Basidiolichens are lichenized members of the division Basidiomycota within the subkingdom Dikarya of the kingdom Fungi. They form a diverse yet much smaller group of lichens than the far more common ascolichens of the division Ascomycota. Owing to how few described species there are, basidiolichens are generally considered to be poorly researched, and few studies that characterize their natural products exist. Biogeographically, basidiolichen species may be distributed in a cosmopolitan manner or more regionally, ranging from arctic and montane habitats to more temperate and tropical environments. Morphologically, basidiocarp (fruiting body) and thallus (vegetative tissue) structures may vary widely within and between basidiolichen genera.

== Taxonomy ==
Basidiolichen mycobionts consist of 172 known species (0.9% of the total number of accepted lichen species) across 15 genera, 5 families, and 5 orders within the class Agaricomycetes in the fungal division Basidiomycota. The majority of described basidiolichen mycobionts belong to the genus Cora, followed by the genera Dictyonema and Multiclavula. Other genera include Acantholichen, Arrhenia, Athelia, Athelopsis, Corella, Cyphellostereum, Ertzia, Lepidostroma, Lichenomphalia, Marchandiomphalina, Semiomphalina, and Sulzbacheromyces. The species Marasmiellus affixus is suggested to be yet another lichen-forming basidiomycete, but this has yet to be proven. As a distinction, many basidiomycetes are lichenicolous and exclusively inhabit their host lichens; these interactions, however, are secondary to the mutualistic mycobiont-photobiont interaction that determines more directly whether a lichen is considered an ascolichen or basidiolichen.

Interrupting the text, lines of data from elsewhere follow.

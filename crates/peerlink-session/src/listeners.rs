//! Listener registry keyed by event label.

use std::{
    collections::HashMap,
    panic::{AssertUnwindSafe, catch_unwind},
};

use anyhow::Context as _;
use peerlink_core::{Event, EventLabel};

use crate::peer::Peer;

/// A registered listener.
pub type Callback = Box<dyn FnMut(&Event, &mut Peer) -> anyhow::Result<()> + Send>;

/// Callbacks per label, invoked in registration order.
#[derive(Default)]
pub(crate) struct Listeners {
    by_label: HashMap<EventLabel, Vec<Callback>>,
}

impl Listeners {
    pub(crate) fn add(&mut self, label: EventLabel, callback: Callback) {
        self.by_label.entry(label).or_default().push(callback);
    }

    pub(crate) fn count(&self, label: EventLabel) -> usize {
        self.by_label.get(&label).map_or(0, Vec::len)
    }

    /// Run every listener for the event's label; stops at the first error.
    ///
    /// A panicking listener counts as an error, so the caller's bookkeeping
    /// after dispatch always runs.
    pub(crate) fn dispatch(&mut self, event: &Event, peer: &mut Peer) -> anyhow::Result<()> {
        let Some(callbacks) = self.by_label.get_mut(&event.label()) else {
            return Ok(());
        };
        for (index, callback) in callbacks.iter_mut().enumerate() {
            let outcome = catch_unwind(AssertUnwindSafe(|| callback(event, peer)))
                .unwrap_or_else(|panic| {
                    Err(anyhow::anyhow!("panicked: {}", panic_reason(&*panic)))
                });
            outcome.with_context(|| {
                format!(
                    "listener #{index} for {:?} (verb {:?})",
                    event.label(),
                    event.verb()
                )
            })?;
        }
        Ok(())
    }
}

fn panic_reason(panic: &(dyn std::any::Any + Send)) -> &str {
    panic
        .downcast_ref::<&str>()
        .copied()
        .or_else(|| panic.downcast_ref::<String>().map(String::as_str))
        .unwrap_or("unknown panic")
}
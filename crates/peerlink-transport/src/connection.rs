//! Per-connection read and write loops shared by both endpoints.

use std::{future::Future, time::Duration};

use peerlink_core::{ClientId, EventLabel, EventSink, Message};
use tokio::{
    io::{AsyncBufReadExt, AsyncRead, AsyncReadExt, AsyncWrite, AsyncWriteExt, BufReader},
    net::TcpStream,
    sync::{mpsc, watch},
};

use crate::protocol;

/// Why a read loop ended.
#[derive(Debug)]
pub(crate) enum ReadEnd {
    /// The peer closed the connection.
    Eof,
    /// Local shutdown or kick.
    Stopped,
    /// The socket failed.
    Failed(std::io::Error),
}

impl ReadEnd {
    pub(crate) fn reason(&self) -> String {
        match self {
            Self::Eof => "closed by peer".to_string(),
            Self::Stopped => "closed locally".to_string(),
            Self::Failed(e) => e.to_string(),
        }
    }
}

/// Resolves once the shutdown flag is raised or its sender is gone.
pub(crate) async fn shutdown_requested(shutdown: &mut watch::Receiver<bool>) {
    let _ = shutdown.wait_for(|stop| *stop).await;
}

/// Read frames until EOF, error, or `stop` resolves, emitting `MessageReceived`.
///
/// Undecodable and oversize frames are logged and skipped; the connection
/// stays up.
pub(crate) async fn read_loop<R, F>(
    reader: R,
    sink: &EventSink,
    client: Option<ClientId>,
    stop: F,
) -> ReadEnd
where
    R: AsyncRead + Unpin,
    F: Future<Output = ()>,
{
    let mut reader = BufReader::new(reader);
    let mut frame = Vec::new();
    tokio::pin!(stop);

    loop {
        frame.clear();
        let read = tokio::select! {
            () = &mut stop => return ReadEnd::Stopped,
            read = read_frame(&mut reader, &mut frame) => read,
        };

        match read {
            Ok(Frame::Line) if frame.trim_ascii().is_empty() => {}
            Ok(Frame::Line) => match protocol::decode(&frame) {
                Ok(message) => sink.message(EventLabel::MessageReceived, message, client),
                Err(e) => tracing::warn!(?client, "Dropping frame: {e}"),
            },
            Ok(Frame::TooLarge) => tracing::warn!(
                ?client,
                max = protocol::MAX_FRAME_BYTES,
                "Dropping oversize frame"
            ),
            Ok(Frame::Eof) => return ReadEnd::Eof,
            Err(e) => return ReadEnd::Failed(e),
        }
    }
}

/// Outcome of reading one newline-delimited frame.
enum Frame {
    /// `buf` holds a frame, newline included unless the stream ended.
    Line,
    /// The frame exceeded the size cap and was discarded through its newline.
    TooLarge,
    Eof,
}

/// Read one frame into `buf`, never buffering more than the frame cap.
async fn read_frame<R>(reader: &mut BufReader<R>, buf: &mut Vec<u8>) -> std::io::Result<Frame>
where
    R: AsyncRead + Unpin,
{
    // Room for the largest frame plus its "\r\n".
    const LIMIT: usize = protocol::MAX_FRAME_BYTES + 2;
    let read = (&mut *reader)
        .take(LIMIT as u64)
        .read_until(b'\n', buf)
        .await?;

    if read == 0 {
        Ok(Frame::Eof)
    } else if buf.last() == Some(&b'\n') || read < LIMIT {
        Ok(Frame::Line)
    } else {
        buf.clear();
        skip_line(reader).await?;
        Ok(Frame::TooLarge)
    }
}

/// Discard input up to and including the next newline, or to EOF.
async fn skip_line<R>(reader: &mut BufReader<R>) -> std::io::Result<()>
where
    R: AsyncRead + Unpin,
{
    loop {
        let available = reader.fill_buf().await?;
        if available.is_empty() {
            return Ok(());
        }
        if let Some(newline) = available.iter().position(|b| *b == b'\n') {
            reader.consume(newline + 1);
            return Ok(());
        }
        let len = available.len();
        reader.consume(len);
    }
}

/// Write queued messages in order, emitting `MessageSent` or `MessageSentFailed`.
///
/// Runs until every sender for `outbound` is dropped.
pub(crate) async fn write_loop<W>(
    mut writer: W,
    mut outbound: mpsc::UnboundedReceiver<Message>,
    sink: EventSink,
    client: Option<ClientId>,
) where
    W: AsyncWrite + Unpin,
{
    while let Some(message) = outbound.recv().await {
        let written = match protocol::encode(&message) {
            Ok(frame) => writer.write_all(&frame).await.map_err(|e| e.to_string()),
            Err(e) => Err(e.to_string()),
        };

        match written {
            Ok(()) => sink.message(EventLabel::MessageSent, message, client),
            Err(error) => {
                tracing::warn!(?client, verb = ?message.verb, "Send failed: {error}");
                sink.send_failed(message, client, &error);
            }
        }
    }

    let _ = writer.shutdown().await;
}

/// Write `bytes`, close our side, then discard input until the peer closes
/// or `linger` elapses.
///
/// Closing with unread input makes the kernel reset the connection, which
/// can cost the peer the bytes we just wrote.
pub(crate) async fn write_and_close(
    stream: &mut TcpStream,
    bytes: &[u8],
    linger: Duration,
) -> std::io::Result<()> {
    stream.write_all(bytes).await?;
    stream.shutdown().await?;

    let mut discard = [0u8; 512];
    let _ = tokio::time::timeout(linger, async {
        while stream.read(&mut discard).await? > 0 {}
        Ok::<(), std::io::Error>(())
    })
    .await;
    Ok(())
}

Basidiolichen photobionts are less described but are known to belong to the cyanobacterial genera Scytonema and Rhizonema and to the algal genera Coccomyxa (class Trebouxiophyceae) and Bracteacoccus (class Chlorophyceae).

== Biogeography ==
While localized primarily in the tropical and montane environments of Central and South America, specimens of the basidiolichen genus Cora have also been identified in the South Atlantic, Africa, and Asia.

In arctic, alpine, and temperate forests, the most common basidiolichens are in the agaric genus Lichenomphalia (including former members of Omphalina or Gerronema) and the clavarioid genus Multiclavula. Several lichenized genera occur in tropical regions, the most common being the foliose Dictyonema.

== Morphology ==
The interactions between mycobionts and photobionts in basidiolichens occur primarily at the level of the thallus. In basidiolichens of the genera Acantholichen, Cora, and Dictyonema, photobionts may be penetrated by hyphal tips called haustoria and thereby assimilated into the complete lichen thallus. In some Lepidostroma species, the hyphal tips may develop into flattened appressoria to interact with the photobiont. In species of Athelia, Athelopsis, Cyphellostereum, Lepidostroma, and especially Multiclavula, the association takes the form of globular photobiont clusters ensheathed by fungal hyphae.

Basidiolichen genera within the family Hygrophoraceae possess a variety of basidiocarp structures. Within the genus Cora, fruiting bodies are often lobed and may be glabrous (smooth and glossy) or setose (bristly), ranging in color from green to white. Basidiolichens of the genus Lichenomphalia are more agaricoid (mushroom-like) in appearance, possessing a funnel-shaped cap, stalk, and gills. Members of Cyphellostereum form small white fan-like basidiocarps. The genus Multiclavula of the family Clavulinaceae as well as the genera within the family Lepidostromataceae are characterized by their clavarioid (erect, club-shaped, sometimes branching) fruiting bodies. The genus Marchandiomphalina of the family Corticiaceae comprises only one species, the corticoid (crust-like) basidiolichen M. foliacea. Its lack of conspicuous basidiocarps is a quality shared also by the two basidiolichen species of the family Atheliaceae.

== Natural products ==
The lichen species Cora glabrata has been reported to produce a hemagglutinating lectin as well as various polysaccharides, including a unique (1→6)-linked β-D-mannan.

Tentative chemical analyses suggest that the newly described Dictyonema huaorani produces the psychedelic psilocybin. The basidiolichen was previously reported to have been used in the Ecuadorian Amazon by Huaorani shamans to call upon evil spirits and curse people.